Le gouvernement azéri croyait tout pouvoir contrôler afin de faire du Concours européen de la chanson, fin mai, un levier de sa notoriété et de sa respectabilité internationales. Mais à quelques semaines de « Bakou 2012 », l’UNESCO est venue compliquer les plans de communication de l’Azerbaïdjan.
Hier, en effet, c’est un journaliste azerbaïdjanais, Eynulla Fatullayev, qui a reçu le prestigieux prix UNESCO/Guillermo Cano pour la liberté de la presse. Eynulla Fatullayev avait été condamné en 2007 à huit ans de prison sur base d’accusations fabriquées, dont celles de terrorisme et de possession de drogue. En réalité, selon les organisations de défense de la liberté de la presse, le régime voulait le « discipliner » en raison de son enquête dérangeante sur l’assassinat en 2005 du journaliste Elmar Huseynov.
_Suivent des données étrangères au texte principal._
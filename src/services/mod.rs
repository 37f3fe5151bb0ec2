/// Room chat relay with a bounded backlog.
pub mod chat_service;
/// OpenAPI documentation generation.
pub mod documentation;
/// Health check service.
pub mod health_service;
/// Room membership, host failover, and language handling.
pub mod room_service;
/// Round state machine driving: roles, votes, scores, timers.
pub mod round_service;
/// Peer-connection signaling relay for voice chat.
pub mod signaling_service;
/// WebSocket connection and message handling service.
pub mod websocket_service;
use utoipa::OpenApi;

#[derive(OpenApi)]
/// Aggregated OpenAPI specification for Durbar Back.
#[openapi(
    paths(
        crate::routes::health::healthcheck,
        crate::routes::websocket::ws_handler,
    ),
    components(
        schemas(
            crate::dto::health::HealthResponse,
            crate::dto::ws::ClientMessage,
            crate::dto::ws::ServerMessage,
            crate::dto::game::PlayerSummary,
            crate::dto::game::PlayerRoundSummary,
            crate::dto::game::ChatEntry,
            crate::state::roles::Role,
        )
    ),
    tags(
        (name = "health", description = "Health check endpoints"),
        (name = "game", description = "WebSocket operations for game clients"),
    )
)]
pub struct ApiDoc;
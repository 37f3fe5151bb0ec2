//! Durbar Back binary entrypoint wiring the HTTP, WebSocket, and static layers.

use std::{env, net::SocketAddr};

use anyhow::Context;
use axum::Router;
use tokio::net::TcpListener;
use tower_http::{cors::CorsLayer, trace::TraceLayer};
use tracing::info;
use tracing_subscriber::{layer::SubscriberExt, util::SubscriberInitExt};

mod config;
mod dto;
mod error;
mod routes;
mod services;
mod state;

use config::AppConfig;
use state::AppState;

#[tokio::main]
async fn main() -> anyhow::Result<()> {
    init_tracing();

    let config = AppConfig::load();
    let app_state = AppState::new(config);

    let app = build_router(app_state);

    let port = env::var("PORT")
        .or_else(|_| env::var("SERVER_PORT"))
        .ok()
        .and_then(|value| value.parse::<u16>().ok())
        .unwrap_or(3000);

    let addr = SocketAddr::from(([0, 0, 0, 0], port));
    info!(%addr, "starting server");

    let listener = TcpListener::bind(addr).await.context("binding server")?;
    let service = app.into_make_service();
    axum::serve(listener, service)
        .with_graceful_shutdown(shutdown_signal())
        .await
        .context("serving axum")?;

    Ok(())
}

/// Build the top-level router and attach cross-cutting middleware layers.
fn build_router(state: state::SharedState) -> Router<()> {
    routes::router(state)
        .layer(CorsLayer::permissive())
        .layer(TraceLayer::new_for_http())
}

/// Configure tracing subscribers so logs include spans by default.
fn init_tracing() {
    let env_filter = tracing_subscriber::EnvFilter::try_from_default_env()
        .unwrap_or_else(|_| "info,tower_http=debug".into());
    tracing_subscriber::registry()
        .with(env_filter)
        .with(tracing_subscriber::fmt::layer())
        .init();
}

/// Wait for Ctrl+C or SIGTERM and shut the server down gracefully.
async fn shutdown_signal() {
    #[cfg(unix)]
    {
        use tokio::signal::unix::{SignalKind, signal};

        let mut term = signal(SignalKind::terminate()).expect("install SIGTERM handler");
        tokio::select! {
            _ = tokio::signal::ctrl_c() => {},
            _ = term.recv() => {},
        }
    }

    #[cfg(not(unix))]
    {
        let _ = tokio::signal::ctrl_c().await;
    }
}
Après une mobilisation internationale et la condamnation de son emprisonnement par la Cour européenne des droits de l’Homme, Eynulla Fatullayev avait été libéré l’année dernière. Et son nom avait immédiatement figuré sur la liste des lauréats potentiels du Prix de l’UNESCO.
En récompensant un journaliste pour son courage et son engagement en faveur de la liberté d’expression, l’UNESCO condamne en corollaire le pays qui le harcèle. La liste des lauréats précédents offre d’ailleurs un véritable tour du monde des régimes autoritaires, d’Anna Politkovskaïa (assassinée à Moscou en 2006) à Omar Belhouchet, directeur du quotidien algérien El Watan ou encore à Juan Pablo Cardenas, directeur de la revue Analisis à l’époque de la dictature du général Pinochet.
Le défi de l’Eurovision
Ce choix de l’UNESCO remet la pression sur le gouvernement azéri, mais aussi sur l’Union européenne de Radio-Télévision, organisatrice du concours de l’Eurovision. Embarrassée par les critiques lancées contre le pays hôte par les associations de défense des droits de l’Homme, elle continue d’insister sur le caractère a-politique de l’événement artistique. Certes, mais les événements a-politiques ne peuvent vraiment exister que dans les pays où règne la liberté.
Le 3 mai, lors de la célébration de la Journée mondiale de la liberté de la presse organisée sous l’égide de l’UNESCO à Tunis, l’Azerbaïdjan sera à l’honneur, car c’est ce jour-là que la directrice générale de l’UNESCO remettra officiellement le prix au lauréat. En fait, c’est un certain Azerbaïdjan qui sera à l’honneur, celui des militants des droits de l’Homme et des journalistes indépendants, qui se réclament de la Convention européenne des droits de l’Homme que leur pays a signée. Et qui espèrent aujourd’hui encore que le concours de l’Eurovision ouvre un réel processus de libéralisation et de décrispation dans un pays pétrolier en pleine croissance économique. Or, en dépit de l’Eurovision, en dépit de cette croissance, c’est la répression, comme le notent le Comité de Protection des Journalistes, Amnesty ou Human Rights Watch, qui est encore à l’ordre du jour.